What the exercise asks - Examine each line of the data, and copy the ones containing "ticket".

Collected data -

---------------

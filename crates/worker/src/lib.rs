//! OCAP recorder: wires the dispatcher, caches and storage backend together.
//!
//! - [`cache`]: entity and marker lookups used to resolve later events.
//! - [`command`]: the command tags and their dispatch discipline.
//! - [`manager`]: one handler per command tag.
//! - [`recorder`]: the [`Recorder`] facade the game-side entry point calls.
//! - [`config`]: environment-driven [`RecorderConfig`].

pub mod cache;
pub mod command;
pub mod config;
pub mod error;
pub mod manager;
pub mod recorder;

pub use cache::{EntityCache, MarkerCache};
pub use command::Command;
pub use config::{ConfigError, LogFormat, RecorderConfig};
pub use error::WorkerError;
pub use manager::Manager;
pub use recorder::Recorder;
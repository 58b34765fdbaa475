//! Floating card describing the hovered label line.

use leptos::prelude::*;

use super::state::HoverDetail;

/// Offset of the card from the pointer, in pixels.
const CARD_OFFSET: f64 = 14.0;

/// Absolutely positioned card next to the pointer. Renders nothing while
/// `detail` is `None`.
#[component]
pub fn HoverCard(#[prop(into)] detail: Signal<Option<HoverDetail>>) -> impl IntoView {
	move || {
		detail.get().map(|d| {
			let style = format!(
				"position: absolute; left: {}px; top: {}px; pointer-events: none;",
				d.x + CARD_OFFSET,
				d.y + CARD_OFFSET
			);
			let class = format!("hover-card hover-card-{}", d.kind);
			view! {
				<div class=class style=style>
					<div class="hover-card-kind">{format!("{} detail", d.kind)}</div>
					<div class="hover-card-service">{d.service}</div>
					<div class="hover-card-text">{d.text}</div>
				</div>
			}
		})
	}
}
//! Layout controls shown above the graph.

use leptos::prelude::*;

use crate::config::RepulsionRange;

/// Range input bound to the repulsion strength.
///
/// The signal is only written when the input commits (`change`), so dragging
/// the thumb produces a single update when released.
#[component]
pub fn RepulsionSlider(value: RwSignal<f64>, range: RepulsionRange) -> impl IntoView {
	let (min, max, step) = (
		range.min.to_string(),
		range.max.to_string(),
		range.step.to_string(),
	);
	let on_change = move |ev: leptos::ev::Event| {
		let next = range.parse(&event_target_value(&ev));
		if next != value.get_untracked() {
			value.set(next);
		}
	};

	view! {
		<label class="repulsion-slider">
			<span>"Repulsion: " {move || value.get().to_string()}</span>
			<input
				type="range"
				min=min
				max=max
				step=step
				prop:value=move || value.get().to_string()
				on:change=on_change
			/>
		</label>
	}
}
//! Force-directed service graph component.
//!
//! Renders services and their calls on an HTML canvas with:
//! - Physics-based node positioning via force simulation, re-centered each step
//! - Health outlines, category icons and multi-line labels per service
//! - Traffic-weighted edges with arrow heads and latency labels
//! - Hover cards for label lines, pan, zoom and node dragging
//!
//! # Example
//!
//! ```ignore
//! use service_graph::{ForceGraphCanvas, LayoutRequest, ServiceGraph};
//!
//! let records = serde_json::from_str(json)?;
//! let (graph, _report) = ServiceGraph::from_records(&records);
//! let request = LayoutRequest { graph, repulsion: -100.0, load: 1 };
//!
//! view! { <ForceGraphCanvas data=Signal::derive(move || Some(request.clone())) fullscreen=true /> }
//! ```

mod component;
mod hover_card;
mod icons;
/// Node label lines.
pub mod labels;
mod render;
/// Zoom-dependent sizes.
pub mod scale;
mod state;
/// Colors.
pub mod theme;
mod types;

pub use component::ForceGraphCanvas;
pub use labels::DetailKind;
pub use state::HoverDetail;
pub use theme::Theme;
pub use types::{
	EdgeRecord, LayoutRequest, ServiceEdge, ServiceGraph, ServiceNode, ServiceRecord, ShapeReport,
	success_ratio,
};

---------------

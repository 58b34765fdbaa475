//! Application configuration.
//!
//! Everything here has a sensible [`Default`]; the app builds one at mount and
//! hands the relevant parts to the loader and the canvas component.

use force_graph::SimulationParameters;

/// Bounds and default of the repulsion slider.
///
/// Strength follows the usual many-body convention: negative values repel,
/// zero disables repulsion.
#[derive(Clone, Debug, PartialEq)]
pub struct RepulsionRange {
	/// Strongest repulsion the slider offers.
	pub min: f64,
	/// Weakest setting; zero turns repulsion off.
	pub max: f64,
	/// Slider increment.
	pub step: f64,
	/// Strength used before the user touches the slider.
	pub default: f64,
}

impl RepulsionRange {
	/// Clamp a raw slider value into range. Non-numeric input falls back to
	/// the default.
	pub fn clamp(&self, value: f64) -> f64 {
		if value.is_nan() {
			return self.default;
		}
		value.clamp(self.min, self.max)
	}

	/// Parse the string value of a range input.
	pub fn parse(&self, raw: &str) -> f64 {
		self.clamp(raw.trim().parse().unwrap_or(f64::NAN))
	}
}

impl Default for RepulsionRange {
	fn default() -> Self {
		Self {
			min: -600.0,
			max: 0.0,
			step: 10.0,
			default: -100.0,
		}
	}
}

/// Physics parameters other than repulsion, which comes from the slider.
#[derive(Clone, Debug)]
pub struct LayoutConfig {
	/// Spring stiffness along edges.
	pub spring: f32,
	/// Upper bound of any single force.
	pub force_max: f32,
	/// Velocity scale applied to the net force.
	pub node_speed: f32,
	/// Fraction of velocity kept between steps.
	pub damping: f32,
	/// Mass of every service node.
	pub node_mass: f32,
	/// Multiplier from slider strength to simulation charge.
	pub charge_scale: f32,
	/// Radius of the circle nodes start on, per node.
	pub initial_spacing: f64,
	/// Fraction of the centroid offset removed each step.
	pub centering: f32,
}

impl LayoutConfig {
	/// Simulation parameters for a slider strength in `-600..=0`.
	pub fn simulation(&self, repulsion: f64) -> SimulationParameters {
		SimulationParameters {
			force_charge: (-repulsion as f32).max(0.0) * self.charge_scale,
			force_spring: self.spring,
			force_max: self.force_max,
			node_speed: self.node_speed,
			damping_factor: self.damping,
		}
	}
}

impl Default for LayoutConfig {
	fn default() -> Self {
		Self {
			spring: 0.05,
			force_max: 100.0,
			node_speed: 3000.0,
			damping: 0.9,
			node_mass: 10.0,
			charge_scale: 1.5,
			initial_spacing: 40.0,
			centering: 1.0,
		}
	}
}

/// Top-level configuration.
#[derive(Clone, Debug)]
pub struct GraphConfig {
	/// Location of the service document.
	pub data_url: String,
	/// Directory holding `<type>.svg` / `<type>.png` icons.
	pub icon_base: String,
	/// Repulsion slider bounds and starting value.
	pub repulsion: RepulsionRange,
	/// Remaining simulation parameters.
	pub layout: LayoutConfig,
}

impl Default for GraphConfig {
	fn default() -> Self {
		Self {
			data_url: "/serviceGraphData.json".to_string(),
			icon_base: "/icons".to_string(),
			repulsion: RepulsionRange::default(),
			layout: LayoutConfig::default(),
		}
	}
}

---------------

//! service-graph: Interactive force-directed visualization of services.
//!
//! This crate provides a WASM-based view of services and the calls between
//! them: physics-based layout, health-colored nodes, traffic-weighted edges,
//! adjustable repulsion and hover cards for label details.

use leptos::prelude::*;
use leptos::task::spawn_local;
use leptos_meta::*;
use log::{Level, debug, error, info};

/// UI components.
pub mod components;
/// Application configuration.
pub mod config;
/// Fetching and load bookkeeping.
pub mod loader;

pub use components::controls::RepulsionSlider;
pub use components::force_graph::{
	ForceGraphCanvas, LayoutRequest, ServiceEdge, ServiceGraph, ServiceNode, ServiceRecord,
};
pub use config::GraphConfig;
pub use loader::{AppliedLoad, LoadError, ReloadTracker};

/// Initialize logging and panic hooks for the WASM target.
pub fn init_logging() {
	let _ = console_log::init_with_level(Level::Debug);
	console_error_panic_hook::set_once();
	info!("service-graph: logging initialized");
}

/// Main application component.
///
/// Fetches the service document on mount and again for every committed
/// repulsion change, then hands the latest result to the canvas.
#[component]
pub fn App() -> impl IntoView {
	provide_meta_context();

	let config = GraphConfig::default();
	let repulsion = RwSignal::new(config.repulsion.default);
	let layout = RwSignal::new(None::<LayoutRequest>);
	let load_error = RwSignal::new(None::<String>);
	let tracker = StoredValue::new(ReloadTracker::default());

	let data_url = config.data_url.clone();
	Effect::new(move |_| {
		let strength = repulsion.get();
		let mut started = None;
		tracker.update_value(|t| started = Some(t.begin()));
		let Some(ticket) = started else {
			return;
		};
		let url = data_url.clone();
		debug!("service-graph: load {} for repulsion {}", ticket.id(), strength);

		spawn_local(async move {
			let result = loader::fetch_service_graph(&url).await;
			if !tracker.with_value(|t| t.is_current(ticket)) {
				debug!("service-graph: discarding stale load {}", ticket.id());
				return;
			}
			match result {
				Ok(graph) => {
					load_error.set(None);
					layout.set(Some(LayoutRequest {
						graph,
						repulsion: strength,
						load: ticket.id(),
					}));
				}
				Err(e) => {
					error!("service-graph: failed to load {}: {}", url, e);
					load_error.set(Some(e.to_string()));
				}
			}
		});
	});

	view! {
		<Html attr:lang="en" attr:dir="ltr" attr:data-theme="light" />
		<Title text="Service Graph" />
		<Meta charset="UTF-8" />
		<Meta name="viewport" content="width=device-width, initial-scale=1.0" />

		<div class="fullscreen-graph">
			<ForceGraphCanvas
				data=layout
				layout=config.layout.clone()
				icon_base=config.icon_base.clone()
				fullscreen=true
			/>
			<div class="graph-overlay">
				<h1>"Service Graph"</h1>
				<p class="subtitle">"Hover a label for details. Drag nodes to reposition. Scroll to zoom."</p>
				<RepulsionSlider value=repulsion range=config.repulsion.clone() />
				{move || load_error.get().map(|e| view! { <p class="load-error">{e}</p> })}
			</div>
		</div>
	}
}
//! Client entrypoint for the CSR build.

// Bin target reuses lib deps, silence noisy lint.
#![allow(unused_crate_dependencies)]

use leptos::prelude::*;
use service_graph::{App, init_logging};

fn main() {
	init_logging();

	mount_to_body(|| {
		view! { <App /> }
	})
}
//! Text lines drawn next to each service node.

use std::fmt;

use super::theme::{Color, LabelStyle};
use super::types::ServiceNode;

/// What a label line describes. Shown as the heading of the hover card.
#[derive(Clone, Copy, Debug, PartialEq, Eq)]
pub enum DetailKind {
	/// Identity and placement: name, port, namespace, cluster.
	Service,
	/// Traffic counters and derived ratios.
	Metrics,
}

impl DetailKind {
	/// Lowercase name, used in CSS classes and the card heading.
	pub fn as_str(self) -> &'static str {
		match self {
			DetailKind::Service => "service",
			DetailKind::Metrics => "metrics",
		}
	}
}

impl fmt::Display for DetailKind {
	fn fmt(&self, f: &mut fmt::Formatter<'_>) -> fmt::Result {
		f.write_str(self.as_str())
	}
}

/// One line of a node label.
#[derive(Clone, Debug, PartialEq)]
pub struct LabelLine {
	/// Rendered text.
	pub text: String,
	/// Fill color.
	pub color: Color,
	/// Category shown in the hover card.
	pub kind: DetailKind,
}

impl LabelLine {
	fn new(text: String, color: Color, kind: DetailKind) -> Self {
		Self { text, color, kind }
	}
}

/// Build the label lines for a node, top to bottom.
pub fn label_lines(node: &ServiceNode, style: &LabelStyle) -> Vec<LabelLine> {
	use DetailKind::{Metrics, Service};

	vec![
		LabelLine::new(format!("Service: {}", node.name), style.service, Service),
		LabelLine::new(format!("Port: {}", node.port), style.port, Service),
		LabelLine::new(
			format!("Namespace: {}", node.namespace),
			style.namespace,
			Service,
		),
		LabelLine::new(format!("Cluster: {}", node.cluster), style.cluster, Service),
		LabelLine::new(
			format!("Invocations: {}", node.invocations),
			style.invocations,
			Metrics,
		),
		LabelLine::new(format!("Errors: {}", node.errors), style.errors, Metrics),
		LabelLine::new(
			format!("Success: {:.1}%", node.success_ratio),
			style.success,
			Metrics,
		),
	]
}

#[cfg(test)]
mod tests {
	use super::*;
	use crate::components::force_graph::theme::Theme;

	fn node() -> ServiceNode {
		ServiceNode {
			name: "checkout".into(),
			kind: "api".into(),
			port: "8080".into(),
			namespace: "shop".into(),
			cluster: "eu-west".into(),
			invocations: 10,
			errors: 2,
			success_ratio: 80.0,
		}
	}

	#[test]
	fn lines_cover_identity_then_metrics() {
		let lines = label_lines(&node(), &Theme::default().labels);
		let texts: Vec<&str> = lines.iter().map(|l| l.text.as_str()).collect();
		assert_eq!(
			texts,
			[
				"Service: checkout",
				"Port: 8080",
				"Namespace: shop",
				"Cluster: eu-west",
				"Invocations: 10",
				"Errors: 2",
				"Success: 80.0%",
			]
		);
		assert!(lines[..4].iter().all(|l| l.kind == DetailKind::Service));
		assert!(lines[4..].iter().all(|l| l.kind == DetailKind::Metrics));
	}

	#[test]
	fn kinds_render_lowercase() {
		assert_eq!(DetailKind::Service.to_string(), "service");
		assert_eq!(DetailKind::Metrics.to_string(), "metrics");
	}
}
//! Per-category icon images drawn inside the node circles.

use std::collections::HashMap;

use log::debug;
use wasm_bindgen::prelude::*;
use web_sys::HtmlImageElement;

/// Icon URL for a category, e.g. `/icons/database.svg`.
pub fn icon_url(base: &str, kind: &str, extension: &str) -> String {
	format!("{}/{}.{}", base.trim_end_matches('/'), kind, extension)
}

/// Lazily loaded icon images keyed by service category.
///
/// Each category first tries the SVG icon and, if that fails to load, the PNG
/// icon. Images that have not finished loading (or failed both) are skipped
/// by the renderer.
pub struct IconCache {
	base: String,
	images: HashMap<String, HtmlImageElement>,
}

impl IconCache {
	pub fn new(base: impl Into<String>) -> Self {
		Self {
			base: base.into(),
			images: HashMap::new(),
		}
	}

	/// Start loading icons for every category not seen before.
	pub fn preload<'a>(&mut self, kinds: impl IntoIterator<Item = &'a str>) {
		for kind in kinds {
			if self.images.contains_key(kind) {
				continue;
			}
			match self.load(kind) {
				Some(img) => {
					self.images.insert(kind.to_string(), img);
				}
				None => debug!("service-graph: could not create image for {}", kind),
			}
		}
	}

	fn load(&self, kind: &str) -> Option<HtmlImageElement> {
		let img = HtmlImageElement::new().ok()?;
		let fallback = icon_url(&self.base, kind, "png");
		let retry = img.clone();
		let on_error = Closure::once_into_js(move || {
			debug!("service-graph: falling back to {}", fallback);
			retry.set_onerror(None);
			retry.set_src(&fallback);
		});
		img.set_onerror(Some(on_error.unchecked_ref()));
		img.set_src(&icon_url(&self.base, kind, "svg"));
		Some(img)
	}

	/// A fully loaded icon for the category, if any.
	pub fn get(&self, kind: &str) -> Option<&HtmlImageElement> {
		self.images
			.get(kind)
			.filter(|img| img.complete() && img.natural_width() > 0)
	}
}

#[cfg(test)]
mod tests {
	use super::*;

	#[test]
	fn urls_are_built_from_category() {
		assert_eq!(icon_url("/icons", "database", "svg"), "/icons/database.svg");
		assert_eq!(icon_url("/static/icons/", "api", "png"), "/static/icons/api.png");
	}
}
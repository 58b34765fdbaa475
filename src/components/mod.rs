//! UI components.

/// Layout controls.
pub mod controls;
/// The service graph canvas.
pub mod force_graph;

---------------

Finished exercise -
		let Some(ticket) = started else {
		debug!("service-graph: load {} for repulsion {}", ticket.id(), strength);
			if !tracker.with_value(|t| t.is_current(ticket)) {
				debug!("service-graph: discarding stale load {}", ticket.id());
						load: ticket.id(),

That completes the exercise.